What, exactly, do you think Safire was talking about at the end, John?
Do not listen on Sept. 11 only to Lincoln's famous words and comforting cadences. Think about how Lincoln's message encompasses but goes beyond paying "fitting and proper" respect to the dead and the bereaved. His sermon at Gettysburg reminds "us the living" of our "unfinished work" and "the great task remaining before us" — to resolve that this generation's response to the deaths of thousands of our people leads to "a new birth of freedom."

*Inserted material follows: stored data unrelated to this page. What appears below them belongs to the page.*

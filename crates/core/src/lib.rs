//! Core utilities for droidtools
//!
//! This crate provides shared functionality used by every tool:
//!
//! - **Error handling**: errors with codes, context, recovery suggestions and exit statuses
//! - **File scanning**: deterministic file discovery with filtering
//! - **Process execution**: command execution with child-scoped environment
//! - **Configuration**: TOML-based configuration with defaults
//!
//! # Example
//!
//! ```rust,no_run
//! use droidtools_core::{config::Config, process::command_exists};
//!
//! let config = Config::load(None).expect("Invalid configuration");
//! if !command_exists(&config.schema.apktool.binary) {
//!     eprintln!("apktool is not installed");
//! }
//! ```

#![warn(missing_docs)]
#![warn(clippy::all)]
#![allow(clippy::module_name_repetitions)]

pub mod config;
pub mod error;
pub mod file_scanner;
pub mod process;

pub use error::{Error, ErrorCode, Result, ResultExt};

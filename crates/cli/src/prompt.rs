//! Interactive confirmation prompts

use console::Term;
use std::io::BufRead;

/// Ask a yes/no question; anything but `y`/`yes` is a no
///
/// The question goes to the terminal and the answer is read from stdin, so
/// answers piped in by scripts are honored.
pub fn confirm(question: &str) -> bool {
    let term = Term::stdout();
    if term.write_str(&format!("{} [y/N] ", question)).is_err() || term.flush().is_err() {
        return false;
    }
    read_answer(&mut std::io::stdin().lock())
}

/// Read one line of input; end of input or a read error is a no
fn read_answer(input: &mut impl BufRead) -> bool {
    let mut answer = String::new();
    match input.read_line(&mut answer) {
        Ok(0) | Err(_) => false,
        Ok(_) => is_yes(&answer),
    }
}

fn is_yes(answer: &str) -> bool {
    matches!(answer.trim().to_ascii_lowercase().as_str(), "y" | "yes")
}

#[cfg(test)]
mod tests {
    use super::*;
    use std::io::Cursor;

    #[test]
    fn test_is_yes() {
        assert!(is_yes("y"));
        assert!(is_yes(" Y \n"));
        assert!(is_yes("yes"));
        assert!(!is_yes(""));
        assert!(!is_yes("n"));
        assert!(!is_yes("sure"));
    }

    #[test]
    fn test_read_answer_consumes_one_line_per_question() {
        let mut input = Cursor::new(b"y\nno\nYES\n".to_vec());
        assert!(read_answer(&mut input));
        assert!(!read_answer(&mut input));
        assert!(read_answer(&mut input));
        assert!(!read_answer(&mut input));
    }

    #[test]
    fn test_read_answer_without_trailing_newline() {
        assert!(read_answer(&mut Cursor::new(b"y".to_vec())));
        assert!(!read_answer(&mut Cursor::new(Vec::new())));
    }
}
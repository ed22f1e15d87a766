//! Terminal output utilities
//!
//! Provides consistent formatting for CLI output.

use owo_colors::{OwoColorize, Stream};
use std::sync::atomic::{AtomicBool, Ordering};

static QUIET: AtomicBool = AtomicBool::new(false);

/// Suppress success, info and header messages for the rest of the process
pub fn set_quiet(quiet: bool) {
    QUIET.store(quiet, Ordering::Relaxed);
}

/// Whether non-error output is suppressed
pub fn is_quiet() -> bool {
    QUIET.load(Ordering::Relaxed)
}

/// Status message helpers
///
/// Colors are applied only when the target stream supports them, so
/// `--no-color`, `NO_COLOR` and redirected output all print plain text.
pub struct Status;

impl Status {
    /// Print a success message
    pub fn success(message: &str) {
        if !is_quiet() {
            println!("{} {}", "✓".if_supports_color(Stream::Stdout, |s| s.green()), message);
        }
    }

    /// Print an error message
    pub fn error(message: &str) {
        eprintln!("{} {}", "✗".if_supports_color(Stream::Stderr, |s| s.red()), message);
    }

    /// Print a warning message
    pub fn warning(message: &str) {
        eprintln!("{} {}", "⚠".if_supports_color(Stream::Stderr, |s| s.yellow()), message);
    }

    /// Print an info message
    pub fn info(message: &str) {
        if !is_quiet() {
            println!("{} {}", "ℹ".if_supports_color(Stream::Stdout, |s| s.blue()), message);
        }
    }

    /// Print a header
    pub fn header(message: &str) {
        if !is_quiet() {
            println!();
            println!("{}", message.if_supports_color(Stream::Stdout, |s| s.bold()));
            println!("{}", "─".repeat(message.chars().count()));
        }
    }
}

/// Format a duration for display
pub fn format_duration(duration: std::time::Duration) -> String {
    let secs = duration.as_secs_f32();
    if secs < 1.0 {
        format!("{:.0}ms", secs * 1000.0)
    } else if secs < 60.0 {
        format!("{:.1}s", secs)
    } else {
        let mins = (secs / 60.0).floor();
        let remaining_secs = secs % 60.0;
        format!("{}m {:.0}s", mins, remaining_secs)
    }
}

/// Format a count with singular/plural
pub fn format_count(count: usize, singular: &str, plural: &str) -> String {
    if count == 1 {
        format!("{} {}", count, singular)
    } else {
        format!("{} {}", count, plural)
    }
}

It was quite a restrained and dignified effort for a war advocate, I must stay. Funny thing, I wonder if somebody clued Safire in to an upcoming invocation of Lincoln by W coming up tomorrow, along with all those well-researched camera angles going into the marketing effort. But Sontag seems to have either gotten an advance copy of Safire's column, or (improbably) maybe even W's speech, more likely, anticipated that particular line of attack.
Abraham Lincoln's speeches were not just inspirational prose. They were bold statements of new national goals in a time of real, terrible war. The Second Inaugural Address dared to herald the reconciliation that must follow Northern victory in the Civil War. The primacy of the commitment to end slavery was the point of Lincoln's exaltation of freedom in the Gettysburg Address. But when the great Lincoln speeches are ritually cited, or recycled for commemoration, they have become completely emptied of meaning. They are now gestures of nobility, of greatness of spirit. The reasons for their greatness are irrelevant.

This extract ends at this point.